[RECORDS PROVIDED — start]
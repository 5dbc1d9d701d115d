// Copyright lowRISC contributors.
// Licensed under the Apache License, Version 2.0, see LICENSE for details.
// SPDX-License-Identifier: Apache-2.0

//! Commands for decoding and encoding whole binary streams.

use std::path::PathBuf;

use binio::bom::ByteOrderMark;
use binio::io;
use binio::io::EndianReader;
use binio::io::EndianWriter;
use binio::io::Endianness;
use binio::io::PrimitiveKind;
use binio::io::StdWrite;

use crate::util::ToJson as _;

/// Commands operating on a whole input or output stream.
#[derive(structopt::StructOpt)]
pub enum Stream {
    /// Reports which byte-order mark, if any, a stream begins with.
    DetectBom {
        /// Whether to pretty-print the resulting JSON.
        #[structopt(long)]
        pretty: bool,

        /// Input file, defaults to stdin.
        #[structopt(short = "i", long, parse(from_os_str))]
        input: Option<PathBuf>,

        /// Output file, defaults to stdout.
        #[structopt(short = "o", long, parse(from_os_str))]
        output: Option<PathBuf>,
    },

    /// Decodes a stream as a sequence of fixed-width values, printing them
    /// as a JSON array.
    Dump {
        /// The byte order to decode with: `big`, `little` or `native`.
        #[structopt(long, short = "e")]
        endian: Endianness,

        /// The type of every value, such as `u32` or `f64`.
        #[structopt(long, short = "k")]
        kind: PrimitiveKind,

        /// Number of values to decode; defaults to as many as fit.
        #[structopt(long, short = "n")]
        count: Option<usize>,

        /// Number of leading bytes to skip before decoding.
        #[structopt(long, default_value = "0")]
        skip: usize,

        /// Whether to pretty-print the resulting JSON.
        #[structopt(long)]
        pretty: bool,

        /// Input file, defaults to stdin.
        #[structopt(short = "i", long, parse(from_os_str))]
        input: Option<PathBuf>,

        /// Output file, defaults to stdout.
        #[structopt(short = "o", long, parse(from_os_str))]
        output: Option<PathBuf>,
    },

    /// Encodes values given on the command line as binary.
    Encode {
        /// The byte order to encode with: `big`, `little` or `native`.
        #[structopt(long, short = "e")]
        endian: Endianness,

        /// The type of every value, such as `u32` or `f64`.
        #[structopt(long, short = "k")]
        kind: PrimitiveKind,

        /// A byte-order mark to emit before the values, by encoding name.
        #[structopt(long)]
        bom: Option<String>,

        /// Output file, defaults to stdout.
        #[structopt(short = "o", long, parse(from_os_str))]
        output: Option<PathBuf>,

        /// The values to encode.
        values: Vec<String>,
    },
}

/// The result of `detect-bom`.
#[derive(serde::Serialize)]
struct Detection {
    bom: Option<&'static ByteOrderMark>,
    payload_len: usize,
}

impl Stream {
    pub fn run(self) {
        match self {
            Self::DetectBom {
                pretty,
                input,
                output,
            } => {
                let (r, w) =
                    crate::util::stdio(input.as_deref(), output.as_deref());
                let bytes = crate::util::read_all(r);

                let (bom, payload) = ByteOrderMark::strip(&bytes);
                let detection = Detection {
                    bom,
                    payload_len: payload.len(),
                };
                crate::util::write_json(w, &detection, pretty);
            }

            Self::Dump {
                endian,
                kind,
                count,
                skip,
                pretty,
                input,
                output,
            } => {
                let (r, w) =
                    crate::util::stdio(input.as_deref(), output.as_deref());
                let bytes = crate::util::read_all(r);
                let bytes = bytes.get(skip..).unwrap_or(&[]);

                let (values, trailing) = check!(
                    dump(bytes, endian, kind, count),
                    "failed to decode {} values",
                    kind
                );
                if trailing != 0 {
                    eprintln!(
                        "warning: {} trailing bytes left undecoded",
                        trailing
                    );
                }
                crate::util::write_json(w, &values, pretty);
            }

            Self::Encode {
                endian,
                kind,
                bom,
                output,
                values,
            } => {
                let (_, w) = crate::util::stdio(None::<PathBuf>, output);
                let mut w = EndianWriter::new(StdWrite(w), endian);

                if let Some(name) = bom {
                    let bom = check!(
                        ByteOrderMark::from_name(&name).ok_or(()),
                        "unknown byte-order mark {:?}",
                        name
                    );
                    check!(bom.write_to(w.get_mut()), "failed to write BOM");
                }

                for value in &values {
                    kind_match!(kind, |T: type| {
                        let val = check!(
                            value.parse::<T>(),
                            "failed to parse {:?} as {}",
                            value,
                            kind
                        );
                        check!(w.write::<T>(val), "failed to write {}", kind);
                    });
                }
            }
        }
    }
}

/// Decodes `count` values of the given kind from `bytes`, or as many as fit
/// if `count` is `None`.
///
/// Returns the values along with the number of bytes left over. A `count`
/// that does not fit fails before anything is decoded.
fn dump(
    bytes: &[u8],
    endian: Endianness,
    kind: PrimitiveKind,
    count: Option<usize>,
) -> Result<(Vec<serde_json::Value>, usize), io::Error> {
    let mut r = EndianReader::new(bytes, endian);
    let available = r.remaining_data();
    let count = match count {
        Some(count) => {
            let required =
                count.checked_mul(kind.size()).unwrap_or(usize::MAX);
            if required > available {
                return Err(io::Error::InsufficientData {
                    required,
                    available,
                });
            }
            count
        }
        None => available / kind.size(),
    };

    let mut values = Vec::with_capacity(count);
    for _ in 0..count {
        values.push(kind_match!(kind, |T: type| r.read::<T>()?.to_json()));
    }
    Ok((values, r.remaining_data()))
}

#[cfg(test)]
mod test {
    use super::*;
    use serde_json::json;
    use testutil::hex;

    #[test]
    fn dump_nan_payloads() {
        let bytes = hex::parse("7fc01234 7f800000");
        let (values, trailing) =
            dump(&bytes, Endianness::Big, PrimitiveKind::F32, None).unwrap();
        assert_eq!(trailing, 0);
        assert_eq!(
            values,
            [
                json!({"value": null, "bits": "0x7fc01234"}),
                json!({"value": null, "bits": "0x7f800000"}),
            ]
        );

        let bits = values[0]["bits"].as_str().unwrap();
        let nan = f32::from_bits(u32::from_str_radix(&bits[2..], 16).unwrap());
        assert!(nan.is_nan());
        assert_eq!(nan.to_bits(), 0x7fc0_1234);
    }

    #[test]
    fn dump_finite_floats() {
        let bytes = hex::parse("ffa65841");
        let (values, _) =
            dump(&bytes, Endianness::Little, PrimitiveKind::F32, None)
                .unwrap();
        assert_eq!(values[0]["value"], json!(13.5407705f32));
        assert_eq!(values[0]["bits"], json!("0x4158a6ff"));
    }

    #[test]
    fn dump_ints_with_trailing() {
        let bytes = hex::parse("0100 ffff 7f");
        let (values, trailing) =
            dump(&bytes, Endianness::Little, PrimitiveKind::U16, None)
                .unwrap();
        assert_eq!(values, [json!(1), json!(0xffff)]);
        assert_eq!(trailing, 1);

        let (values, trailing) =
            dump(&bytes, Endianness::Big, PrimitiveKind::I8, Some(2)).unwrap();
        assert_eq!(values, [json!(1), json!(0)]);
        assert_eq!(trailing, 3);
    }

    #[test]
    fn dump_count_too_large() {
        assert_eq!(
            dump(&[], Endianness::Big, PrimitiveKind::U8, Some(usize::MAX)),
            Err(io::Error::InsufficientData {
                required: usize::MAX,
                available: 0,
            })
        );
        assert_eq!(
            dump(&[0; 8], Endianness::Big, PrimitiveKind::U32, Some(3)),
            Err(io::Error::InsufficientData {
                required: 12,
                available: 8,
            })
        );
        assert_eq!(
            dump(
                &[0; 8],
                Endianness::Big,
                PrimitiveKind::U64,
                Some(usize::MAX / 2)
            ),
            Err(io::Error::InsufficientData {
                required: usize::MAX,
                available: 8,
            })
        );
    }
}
[RECORDS PROVIDED — finish]
Would you return the entries exactly as they stand?

repository 5dbc1d9d701d115d
// Copyright lowRISC contributors.
// Licensed under the Apache License, Version 2.0, see LICENSE for details.
// SPDX-License-Identifier: Apache-2.0

//! Commands for decoding and encoding whole binary streams.

use std::path::PathBuf;

use binio::bom::ByteOrderMark;
use binio::io;
use binio::io::EndianReader;
use binio::io::EndianWriter;
use binio::io::Endianness;
use binio::io::PrimitiveKind;
use binio::io::StdWrite;

use crate::util::ToJson as _;

/// Commands operating on a whole input or output stream.
#[derive(structopt::StructOpt)]
pub enum Stream {
    /// Reports which byte-order mark, if any, a stream begins with.
    DetectBom {
        /// Whether to pretty-print the resulting JSON.
        #[structopt(long)]
        pretty: bool,

        /// Input file, defaults to stdin.
        #[structopt(short = "i", long, parse(from_os_str))]
        input: Option<PathBuf>,

        /// Output file, defaults to stdout.
        #[structopt(short = "o", long, parse(from_os_str))]
        output: Option<PathBuf>,
    },

    /// Decodes a stream as a sequence of fixed-width values, printing them
    /// as a JSON array.
    Dump {
        /// The byte order to decode with: `big`, `little` or `native`.
        #[structopt(long, short = "e")]
        endian: Endianness,

        /// The type of every value, such as `u32` or `f64`.
        #[structopt(long, short = "k")]
        kind: PrimitiveKind,

        /// Number of values to decode; defaults to as many as fit.
        #[structopt(long, short = "n")]
        count: Option<usize>,

        /// Number of leading bytes to skip before decoding.
        #[structopt(long, default_value = "0")]
        skip: usize,

        /// Whether to pretty-print the resulting JSON.
        #[structopt(long)]
        pretty: bool,

        /// Input file, defaults to stdin.
        #[structopt(short = "i", long, parse(from_os_str))]
        input: Option<PathBuf>,

        /// Output file, defaults to stdout.
        #[structopt(short = "o", long, parse(from_os_str))]
        output: Option<PathBuf>,
    },

    /// Encodes values given on the command line as binary.
    Encode {
        /// The byte order to encode with: `big`, `little` or `native`.
        #[structopt(long, short = "e")]
        endian: Endianness,

        /// The type of every value, such as `u32` or `f64`.
        #[structopt(long, short = "k")]
        kind: PrimitiveKind,

        /// A byte-order mark to emit before the values, by encoding name.
        #[structopt(long)]
        bom: Option<String>,

        /// Output file, defaults to stdout.
        #[structopt(short = "o", long, parse(from_os_str))]
        output: Option<PathBuf>,

        /// The values to encode.
        values: Vec<String>,
    },
}

/// The result of `detect-bom`.
#[derive(serde::Serialize)]
struct Detection {
    bom: Option<&'static ByteOrderMark>,
    payload_len: usize,
}

impl Stream {
    pub fn run(self) {
        match self {
            Self::DetectBom {
                pretty,
                input,
                output,
            } => {
                let (r, w) =
                    crate::util::stdio(input.as_deref(), output.as_deref());
                let bytes = crate::util::read_all(r);

                let (bom, payload) = ByteOrderMark::strip(&bytes);
                let detection = Detection {
                    bom,
                    payload_len: payload.len(),
                };
                crate::util::write_json(w, &detection, pretty);
            }

            Self::Dump {
                endian,
                kind,
                count,
                skip,
                pretty,
                input,
                output,
            } => {
                let (r, w) =
                    crate::util::stdio(input.as_deref(), output.as_deref());
                let bytes = crate::util::read_all(r);
                let bytes = bytes.get(skip..).unwrap_or(&[]);

                let (values, trailing) = check!(
                    dump(bytes, endian, kind, count),
                    "failed to decode {} values",
                    kind
                );
                if trailing != 0 {
                    eprintln!(
                        "warning: {} trailing bytes left undecoded",
                        trailing
                    );
                }
                crate::util::write_json(w, &values, pretty);
            }

            Self::Encode {
                endian,
                kind,
                bom,
                output,
                values,
            } => {
                let (_, w) = crate::util::stdio(None::<PathBuf>, output);
                let mut w = EndianWriter::new(StdWrite(w), endian);

                if let Some(name) = bom {
                    let bom = check!(
                        ByteOrderMark::from_name(&name).ok_or(()),
                        "unknown byte-order mark {:?}",
                        name
                    );
                    check!(bom.write_to(w.get_mut()), "failed to write BOM");
                }

                for value in &values {
                    kind_match!(kind, |T: type| {
                        let val = check!(
                            value.parse::<T>(),
                            "failed to parse {:?} as {}",
                            value,
                            kind
                        );
                        check!(w.write::<T>(val), "failed to write {}", kind);
                    });
                }
            }
        }
    }
}

/// Decodes `count` values of the given kind from `bytes`, or as many as fit
/// if `count` is `None`.
///
/// Returns the values along with the number of bytes left over. A `count`
/// that does not fit fails before anything is decoded.
fn dump(
    bytes: &[u8],
    endian: Endianness,
    kind: PrimitiveKind,
    count: Option<usize>,
) -> Result<(Vec<serde_json::Value>, usize), io::Error> {
    let mut r = EndianReader::new(bytes, endian);
    let available = r.remaining_data();
    let count = match count {
        Some(count) => {
            let required =
                count.checked_mul(kind.size()).unwrap_or(usize::MAX);
            if required > available {
                return Err(io::Error::InsufficientData {
                    required,
                    available,
                });
            }
            count
        }
        None => available / kind.size(),
    };

    let mut values = Vec::with_capacity(count);
    for _ in 0..count {
        values.push(kind_match!(kind, |T: type| r.read::<T>()?.to_json()));
    }
    Ok((values, r.remaining_data()))
}

#[cfg(test)]
mod test {
    use super::*;
    use serde_json::json;
    use testutil::hex;

    #[test]
    fn dump_nan_payloads() {
        let bytes = hex::parse("7fc01234 7f800000");
        let (values, trailing) =
            dump(&bytes, Endianness::Big, PrimitiveKind::F32, None).unwrap();
        assert_eq!(trailing, 0);
        assert_eq!(
            values,
            [
                json!({"value": null, "bits": "0x7fc01234"}),
                json!({"value": null, "bits": "0x7f800000"}),
            ]
        );

        let bits = values[0]["bits"].as_str().unwrap();
        let nan = f32::from_bits(u32::from_str_radix(&bits[2..], 16).unwrap());
        assert!(nan.is_nan());
        assert_eq!(nan.to_bits(), 0x7fc0_1234);
    }

    #[test]
    fn dump_finite_floats() {
        let bytes = hex::parse("ffa65841");
        let (values, _) =
            dump(&bytes, Endianness::Little, PrimitiveKind::F32, None)
                .unwrap();
        assert_eq!(values[0]["value"], json!(13.5407705f32));
        assert_eq!(values[0]["bits"], json!("0x4158a6ff"));
    }

    #[test]
    fn dump_ints_with_trailing() {
        let bytes = hex::parse("0100 ffff 7f");
        let (values, trailing) =
            dump(&bytes, Endianness::Little, PrimitiveKind::U16, None)
                .unwrap();
        assert_eq!(values, [json!(1), json!(0xffff)]);
        assert_eq!(trailing, 1);

        let (values, trailing) =
            dump(&bytes, Endianness::Big, PrimitiveKind::I8, Some(2)).unwrap();
        assert_eq!(values, [json!(1), json!(0)]);
        assert_eq!(trailing, 3);
    }

    #[test]
    fn dump_count_too_large() {
        assert_eq!(
            dump(&[], Endianness::Big, PrimitiveKind::U8, Some(usize::MAX)),
            Err(io::Error::InsufficientData {
                required: usize::MAX,
                available: 0,
            })
        );
        assert_eq!(
            dump(&[0; 8], Endianness::Big, PrimitiveKind::U32, Some(3)),
            Err(io::Error::InsufficientData {
                required: 12,
                available: 8,
            })
        );
        assert_eq!(
            dump(
                &[0; 8],
                Endianness::Big,
                PrimitiveKind::U64,
                Some(usize::MAX / 2)
            ),
            Err(io::Error::InsufficientData {
                required: usize::MAX,
                available: 8,
            })
        );
    }
}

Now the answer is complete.